My most treasured present is a little pot with a dragonfly on the top and I love you Mummy in her handwriting round the outside. That I will keep forever - and maybe I will put her baby teeth, which the Tooth Fairy has miraculously always returned to me, in it.
But it's not about presents, is it? To me Mother's Day isn't some commercialised piece of nonsense, it's about celebrating how lucky I am to have such a close relationship with my lovely daughter. It was about the twinkle in her eye and the smiles and cuddles and the thought she'd put into everything. I appreciate her every day, but motherhood is worth it's own special day of tribute.
There are those for whom Mother's Day will always be a trial - I'm thinking today about the 3 children in Anna's school whose Mummy died just before Christmas.
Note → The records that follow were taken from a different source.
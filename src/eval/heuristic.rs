//! Static evaluation of a board position
//!
//! The score is taken from one side's point of view:
//! - `WIN_SCORE` if that side has filled its destination triangle
//! - `-WIN_SCORE` if the opponent has
//! - otherwise the table score of its own pieces minus the opponent's

use crate::board::{Board, CellId, Side};
use crate::rules::has_won;

use super::{ScoringScheme, WIN_SCORE};

/// Evaluate the board from the perspective of `side`.
///
/// Positive values favour `side`. A decided game overrides the table
/// scores with `±WIN_SCORE`.
#[must_use]
pub fn evaluate(board: &Board, side: Side, scheme: ScoringScheme) -> i32 {
    if has_won(board, side) {
        return WIN_SCORE;
    }
    if has_won(board, side.opponent()) {
        return -WIN_SCORE;
    }
    material_score(board, side, scheme)
}

/// Sum of `side`'s cell scores minus the opponent's, each side scored
/// with its own table.
#[must_use]
pub fn material_score(board: &Board, side: Side, scheme: ScoringScheme) -> i32 {
    let topology = board.topology();
    let scheme = scheme.index();

    let mut total = 0;
    for cell in CellId::all() {
        let Some(owner) = board.owner(cell) else {
            continue;
        };
        let value = topology.cell(cell).scores[scheme][owner.index()];
        total += if owner == side { value } else { -value };
    }
    total
}

#[cfg(test)]
mod tests {
    use super::*;
    use crate::board::CELL_COUNT;

    #[test]
    fn test_initial_position_is_balanced() {
        let board = Board::new();
        for scheme in [ScoringScheme::Distance, ScoringScheme::Positional] {
            assert_eq!(evaluate(&board, Side::Player1, scheme), 0);
            assert_eq!(evaluate(&board, Side::Player2, scheme), 0);
        }
    }

    #[test]
    fn test_evaluate_is_antisymmetric() {
        let mut board = Board::empty();
        board.place_piece(CellId::new(40), Side::Player1).unwrap();
        board.place_piece(CellId::new(70), Side::Player2).unwrap();
        board.place_piece(CellId::new(100), Side::Player1).unwrap();

        for scheme in [ScoringScheme::Distance, ScoringScheme::Positional] {
            assert_eq!(
                evaluate(&board, Side::Player1, scheme),
                -evaluate(&board, Side::Player2, scheme)
            );
        }
    }

    #[test]
    fn test_progress_improves_score() {
        let mut behind = Board::empty();
        behind.place_piece(CellId::new(20), Side::Player1).unwrap();
        let mut ahead = Board::empty();
        ahead.place_piece(CellId::new(90), Side::Player1).unwrap();

        for scheme in [ScoringScheme::Distance, ScoringScheme::Positional] {
            assert!(
                evaluate(&ahead, Side::Player1, scheme) > evaluate(&behind, Side::Player1, scheme)
            );
        }
    }

    #[test]
    fn test_filled_bottom_triangle_wins_for_player1() {
        let mut board = Board::empty();
        for i in CELL_COUNT - 10..CELL_COUNT {
            board.place_piece(CellId::new(i), Side::Player1).unwrap();
        }
        assert_eq!(evaluate(&board, Side::Player1, ScoringScheme::Distance), WIN_SCORE);
        assert_eq!(evaluate(&board, Side::Player1, ScoringScheme::Positional), WIN_SCORE);
        assert_eq!(evaluate(&board, Side::Player2, ScoringScheme::Distance), -WIN_SCORE);
    }
}
//! Resolver behavior across all resource kinds, driven through the public API.

use confq::query::{resolve, QueryOutcome, ResourceKind};
use confq::snapshot::{
    Account, AccountKey, ConfigurationSnapshot, Contract, ContractArgument, ContractDeployment,
    Deployment, Emulator, Network,
};
use serde_json::json;

fn populated_snapshot() -> ConfigurationSnapshot {
    ConfigurationSnapshot::new()
        .with_accounts(vec![
            Account::new("alice", "0xf8d6e0586b0a20c7", AccountKey::hex("aa11")),
            Account::new("bob", "0x01cf0e2f2f715450", AccountKey::hex("bb22")),
        ])
        .with_networks(vec![
            Network::new("emulator", "127.0.0.1:3569"),
            Network::new("testnet", "access.testnet.example:9000"),
        ])
        .with_contracts(vec![Contract::new(
            "FungibleToken",
            "./cadence/FungibleToken.cdc",
            "testnet",
            Some("0x9a0766d93b6608b7".to_string()),
        )])
        .with_emulators(vec![Emulator::new("default", 3569, "alice")])
        .with_deployments(vec![Deployment::new(
            "emulator",
            "alice",
            vec![ContractDeployment::with_args(
                "HelloWorld",
                vec![ContractArgument::new("String", json!("Hello"))],
            )],
        )])
}

#[test]
fn test_scenario_account_listing() {
    let snapshot = ConfigurationSnapshot::new().with_accounts(vec![
        Account::new("alice", "0x01", AccountKey::default()),
        Account::new("bob", "0x02", AccountKey::default()),
    ]);
    assert_eq!(
        resolve(Some("account"), None, &snapshot).to_string(),
        "List of Accounts: alice, bob"
    );
}

#[test]
fn test_scenario_missing_account() {
    let outcome = resolve(Some("account"), Some("carol"), &populated_snapshot());
    assert_eq!(outcome.to_string(), "Account carol does not exist");
    assert!(!outcome.is_found());
}

#[test]
fn test_scenario_network_detail() {
    let snapshot = ConfigurationSnapshot::new()
        .with_networks(vec![Network::new("testnet", "access.testnet.example:9000")]);
    let outcome = resolve(Some("network"), Some("testnet"), &snapshot);
    assert!(outcome.is_found());
    let text = outcome.to_string();
    assert!(text.contains("Network Name: testnet"));
    assert!(text.contains("Host: access.testnet.example:9000"));
}

#[test]
fn test_scenario_empty_emulators() {
    let outcome = resolve(Some("emulator"), None, &ConfigurationSnapshot::new());
    assert_eq!(outcome.to_string(), "List of Emulators: ");
}

#[test]
fn test_scenario_usage_lists_examples_for_every_kind() {
    let outcome = resolve(None, None, &populated_snapshot());
    assert_eq!(outcome, QueryOutcome::Usage);
    let text = outcome.to_string();
    for kind in ["account", "network", "contract", "emulator", "deployment"] {
        assert!(
            text.contains(&format!("confq config view {}", kind)),
            "usage should show an example for {}",
            kind
        );
    }
}

#[test]
fn test_scenario_invalid_kind() {
    let text = resolve(Some("widget"), None, &populated_snapshot()).to_string();
    assert!(text.contains("account, network, emulator, contract, deployment"));
}

#[test]
fn test_invalid_kind_ignores_snapshot_contents() {
    let empty = resolve(Some("widget"), Some("x"), &ConfigurationSnapshot::new());
    let full = resolve(Some("widget"), Some("x"), &populated_snapshot());
    assert_eq!(empty.to_string(), full.to_string());
    assert!(matches!(empty, QueryOutcome::InvalidKind { ref given } if given == "widget"));
}

#[test]
fn test_empty_listing_for_every_kind() {
    let snapshot = ConfigurationSnapshot::new();
    for kind in ResourceKind::ALL {
        let outcome = resolve(Some(kind.as_str()), None, &snapshot);
        assert_eq!(outcome.to_string(), format!("{}: ", kind.list_label()));
    }
}

#[test]
fn test_not_found_mentions_kind_and_name_for_every_kind() {
    let snapshot = populated_snapshot();
    for kind in ResourceKind::ALL {
        let outcome = resolve(Some(kind.as_str()), Some("nonexistent"), &snapshot);
        assert!(
            matches!(outcome, QueryOutcome::NotFound { .. }),
            "{} should report not found",
            kind
        );
        let text = outcome.to_string();
        assert!(text.contains(kind.title()));
        assert!(text.contains("nonexistent"));
    }
}

#[test]
fn test_account_detail_has_every_attribute() {
    let text = resolve(Some("account"), Some("bob"), &populated_snapshot()).to_string();
    assert_eq!(
        text,
        "Account Name: bob\nAddress: 0x01cf0e2f2f715450\nKey Properties:\nType: hex, Index: 0, Signature Algorithm: ECDSA_P256, Hash Algorithm: SHA3_256, Private Key: bb22"
    );
}

#[test]
fn test_contract_detail_has_every_attribute() {
    let text = resolve(Some("contract"), Some("FungibleToken"), &populated_snapshot()).to_string();
    assert_eq!(
        text,
        "Contract Name: FungibleToken\nSource: ./cadence/FungibleToken.cdc\nNetwork: testnet\nAlias: 0x9a0766d93b6608b7"
    );
}

#[test]
fn test_emulator_detail_has_every_attribute() {
    let text = resolve(Some("emulator"), Some("default"), &populated_snapshot()).to_string();
    assert_eq!(
        text,
        "Emulator Name: default\nPort: 3569\nService Account: alice"
    );
}

#[test]
fn test_deployment_detail_is_keyed_by_network() {
    let snapshot = populated_snapshot();
    let text = resolve(Some("deployment"), Some("emulator"), &snapshot).to_string();
    assert_eq!(
        text,
        "Network Name: emulator\nAccount: alice\nContracts with Cadence Value: HelloWorld(String: \"Hello\")"
    );
    // The account name is not a deployment key
    let outcome = resolve(Some("deployment"), Some("alice"), &snapshot);
    assert_eq!(outcome.to_string(), "Deployment alice does not exist");
}

#[test]
fn test_resolution_is_deterministic() {
    let snapshot = populated_snapshot();
    for kind in ResourceKind::ALL {
        let first = resolve(Some(kind.as_str()), None, &snapshot);
        let second = resolve(Some(kind.as_str()), None, &snapshot);
        assert_eq!(first, second);
    }
}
Also poor Jade Goody - her death in the early hours of today may have even more poignancy because it took place on Mother's Day, but her little boys won't care about that. They will just be devastated that she has gone. Here's hoping that the press act responsibly in the coming days and weeks and leave them alone to grieve.
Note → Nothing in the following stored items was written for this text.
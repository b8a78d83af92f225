//! Query presentation: text, json and table renderings of a query outcome.

use crate::error::ConfqError;
use crate::query::{format_contract_deployment, QueryOutcome, ResourceKind};
use crate::snapshot::ConfigurationSnapshot;
use comfy_table::Table;
use serde_json::json;

/// The outcome's canonical text; this is what scripts should match on.
pub fn format_outcome_text(outcome: &QueryOutcome) -> String {
    outcome.to_string()
}

pub fn format_outcome_json(outcome: &QueryOutcome) -> Result<String, ConfqError> {
    let mut value = serde_json::to_value(outcome)?;
    if let Some(object) = value.as_object_mut() {
        object.insert("found".to_string(), json!(outcome.is_found()));
        object.insert("text".to_string(), json!(outcome.to_string()));
    }
    Ok(serde_json::to_string_pretty(&value)?)
}

/// Listings become a table of the kind's key columns; other outcomes fall back to text.
pub fn format_outcome_table(outcome: &QueryOutcome, snapshot: &ConfigurationSnapshot) -> String {
    match outcome {
        QueryOutcome::Listing { kind, .. } => format_listing_table(*kind, snapshot),
        other => format_outcome_text(other),
    }
}

fn format_listing_table(kind: ResourceKind, snapshot: &ConfigurationSnapshot) -> String {
    let mut table = Table::new();
    table.load_preset(comfy_table::presets::UTF8_FULL);
    match kind {
        ResourceKind::Account => {
            table.set_header(vec!["Name", "Address", "Key Type", "Key Index"]);
            for a in snapshot.accounts() {
                table.add_row(vec![
                    a.name.clone(),
                    a.address.clone(),
                    a.key.key_type.clone(),
                    a.key.index.to_string(),
                ]);
            }
        }
        ResourceKind::Network => {
            table.set_header(vec!["Name", "Host"]);
            for n in snapshot.networks() {
                table.add_row(vec![&n.name, &n.host]);
            }
        }
        ResourceKind::Contract => {
            table.set_header(vec!["Name", "Source", "Network", "Alias"]);
            for c in snapshot.contracts() {
                table.add_row(vec![
                    c.name.clone(),
                    c.source.clone(),
                    c.network.clone(),
                    c.alias.clone().unwrap_or_else(|| "-".to_string()),
                ]);
            }
        }
        ResourceKind::Emulator => {
            table.set_header(vec!["Name", "Port", "Service Account"]);
            for e in snapshot.emulators() {
                table.add_row(vec![
                    e.name.clone(),
                    e.port.to_string(),
                    e.service_account.clone(),
                ]);
            }
        }
        ResourceKind::Deployment => {
            table.set_header(vec!["Network", "Account", "Contracts"]);
            for d in snapshot.deployments() {
                let contracts: Vec<String> =
                    d.contracts.iter().map(format_contract_deployment).collect();
                table.add_row(vec![d.network.clone(), d.account.clone(), contracts.join(", ")]);
            }
        }
    }
    format!("{}\n{}", kind.list_label(), table)
}
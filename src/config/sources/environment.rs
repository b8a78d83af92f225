//! Environment source: CONFQ_<SECTION>__<KEY>, e.g. CONFQ_PROJECT__FILE.

use config::builder::DefaultState;
use config::ConfigBuilder;
use config::Environment;

pub fn add_to_builder(builder: ConfigBuilder<DefaultState>) -> ConfigBuilder<DefaultState> {
    builder.add_source(
        Environment::with_prefix("CONFQ")
            .prefix_separator("_")
            .separator("__"),
    )
}
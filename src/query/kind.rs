//! Resource kinds recognized by the resolver.

use serde::{Deserialize, Serialize};
use std::fmt;
use std::str::FromStr;
use thiserror::Error;

#[derive(Debug, Clone, Copy, PartialEq, Eq, Hash, Serialize, Deserialize)]
#[serde(rename_all = "lowercase")]
pub enum ResourceKind {
    Account,
    Network,
    Contract,
    Emulator,
    Deployment,
}

impl ResourceKind {
    /// All kinds, in the order they are advertised to users
    pub const ALL: [ResourceKind; 5] = [
        ResourceKind::Account,
        ResourceKind::Network,
        ResourceKind::Emulator,
        ResourceKind::Contract,
        ResourceKind::Deployment,
    ];

    /// Literal accepted on the command line
    pub fn as_str(self) -> &'static str {
        match self {
            ResourceKind::Account => "account",
            ResourceKind::Network => "network",
            ResourceKind::Contract => "contract",
            ResourceKind::Emulator => "emulator",
            ResourceKind::Deployment => "deployment",
        }
    }

    /// Capitalized singular used in not-found messages
    pub fn title(self) -> &'static str {
        match self {
            ResourceKind::Account => "Account",
            ResourceKind::Network => "Network",
            ResourceKind::Contract => "Contract",
            ResourceKind::Emulator => "Emulator",
            ResourceKind::Deployment => "Deployment",
        }
    }

    /// Label prefixed to a listing
    pub fn list_label(self) -> &'static str {
        match self {
            ResourceKind::Account => "List of Accounts",
            ResourceKind::Network => "List of Networks",
            ResourceKind::Contract => "List of Contracts",
            ResourceKind::Emulator => "List of Emulators",
            ResourceKind::Deployment => "List of Networks Deployed",
        }
    }

    /// Placeholder shown for the name argument in usage examples
    pub fn name_placeholder(self) -> &'static str {
        match self {
            ResourceKind::Account => "<accountname>",
            ResourceKind::Network => "<networkname>",
            ResourceKind::Contract => "<contractname>",
            ResourceKind::Emulator => "<emulatorname>",
            ResourceKind::Deployment => "<networkname>",
        }
    }

    /// Comma-separated list of valid literals
    pub fn valid_literals() -> String {
        Self::ALL
            .iter()
            .map(|kind| kind.as_str())
            .collect::<Vec<_>>()
            .join(", ")
    }
}

impl fmt::Display for ResourceKind {
    fn fmt(&self, f: &mut fmt::Formatter<'_>) -> fmt::Result {
        f.write_str(self.as_str())
    }
}

/// Returned when a kind literal is not one of [`ResourceKind::ALL`]
#[derive(Debug, Clone, PartialEq, Eq, Error)]
#[error("unknown resource kind '{0}'")]
pub struct UnknownKind(pub String);

impl FromStr for ResourceKind {
    type Err = UnknownKind;

    fn from_str(s: &str) -> Result<Self, Self::Err> {
        Self::ALL
            .iter()
            .copied()
            .find(|kind| kind.as_str() == s)
            .ok_or_else(|| UnknownKind(s.to_string()))
    }
}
Mothers who have lost a child through illness or accident will also feel today incredibly acutely. I can't imagine anything worse than anything bad happening to Anna and those women who have lived through that reality deserve all the love and support that we can give them. I can't imagine it's something you would ever get over. I know of two mothers who will be facing that ordeal for the first time today.
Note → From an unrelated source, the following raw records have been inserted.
//! Settings sources, lowest precedence first: global file, workspace file, environment.

pub mod environment;
pub mod global_file;
pub mod workspace_file;
//! Global settings file: $XDG_CONFIG_HOME/confq/config.toml or ~/.config/confq/config.toml

use config::builder::DefaultState;
use config::ConfigBuilder;
use config::ConfigError;
use config::File;
use std::path::PathBuf;
use tracing::debug;

/// Path to global settings file.
pub fn global_config_path() -> Option<PathBuf> {
    let base = match std::env::var("XDG_CONFIG_HOME") {
        Ok(dir) if !dir.is_empty() => PathBuf::from(dir),
        _ => PathBuf::from(std::env::var("HOME").ok()?).join(".config"),
    };
    Some(base.join("confq").join("config.toml"))
}

/// Add global settings file source to builder if it exists.
pub fn add_to_builder(
    mut builder: ConfigBuilder<DefaultState>,
) -> Result<ConfigBuilder<DefaultState>, ConfigError> {
    if let Some(path) = global_config_path() {
        if path.exists() {
            builder = builder.add_source(File::from(path.as_path()).required(false));
        } else {
            debug!(config_path = %path.display(), "No global settings file");
        }
    }
    Ok(builder)
}
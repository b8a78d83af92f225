//! Workspace settings: .confq/config.toml and .confq/{CONFQ_ENV}.toml

use config::builder::DefaultState;
use config::ConfigBuilder;
use config::ConfigError;
use config::File;
use std::path::{Path, PathBuf};

/// Directory holding workspace-level settings.
pub fn workspace_config_dir(workspace_root: &Path) -> PathBuf {
    workspace_root.join(".confq")
}

/// Add workspace settings files to builder.
/// Precedence: .confq/config.toml (base) then .confq/{CONFQ_ENV}.toml when CONFQ_ENV is set.
pub fn add_to_builder(
    builder: ConfigBuilder<DefaultState>,
    workspace_root: &Path,
) -> Result<ConfigBuilder<DefaultState>, ConfigError> {
    let config_dir = workspace_config_dir(workspace_root);
    let mut builder = builder;

    let base_config_path = config_dir.join("config.toml");
    if base_config_path.exists() {
        builder = builder.add_source(File::from(base_config_path.as_path()).required(false));
    }

    if let Ok(env_name) = std::env::var("CONFQ_ENV") {
        let env_config_path = config_dir.join(format!("{}.toml", env_name));
        if env_config_path.exists() {
            builder = builder.add_source(File::from(env_config_path.as_path()).required(false));
        }
    }

    Ok(builder)
}
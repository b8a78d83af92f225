//! confq: Configuration Resource Queries
//!
//! Lists the accounts, networks, contracts, emulators and deployments declared
//! in a project configuration, or shows every attribute of one of them, as
//! deterministic text.

pub mod cli;
pub mod config;
pub mod error;
pub mod logging;
pub mod query;
pub mod snapshot;
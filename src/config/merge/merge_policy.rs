//! Merge rules: defaults, override order, conflict handling.

use config::Config;
use config::ConfigBuilder;
use config::ConfigError;

/// Create a Config builder with merge policy defaults applied.
pub fn builder_with_defaults() -> Result<ConfigBuilder<config::builder::DefaultState>, ConfigError>
{
    Config::builder()
        .set_default("project.file", "confq.json")?
        .set_default("output.format", "text")?
        .set_default("logging.enabled", true)?
        .set_default("logging.level", "warn")?
        .set_default("logging.format", "text")?
        .set_default("logging.output", "stderr")
}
Then there are those whose relationships with their own mothers are unhappy - something I know a bit about. I was very lucky in that I bonded with my daughter from the start. From the very second I found out I was pregnant, my instinct was to protect and love her. The first manifestation of that was giving up smoking immediately. When she was born, every single cell in my body had overwhelming love, elation and urge to protect her welded into its DNA. This came automatically. I can't claim any credit at all for it, but I think it laid the foundation for the relationship we have today.
That was not the case in my relationship with my own mother, where I was never aware of the slightest bond between us - in fact I sensed a thinly veiled antipathy from a very early age. I suspect that undiagnosed, unrecognised and untreated Post Natal Depression may have been a factor which had a permanent effect on our relationship. It wasn't her fault, it was just the way it happened. We now have no contact at all, at her instigation. I certainly feel that my life is less stressful for that - it's very exhausting and debilitating being a very obvious disappointment. It's still sad, though, I know that I am far from being the only person in this situation and these occasions can be difficult, with all sorts of feelings of loss and guilt in the mix.
So, as Will blares out of the stereo, and I look forward to an evening cuddled up on the settee watching the Donal on Ice final, I am grateful that history is not repeating itself and hope that Anna and I manage to stay as close as we are now.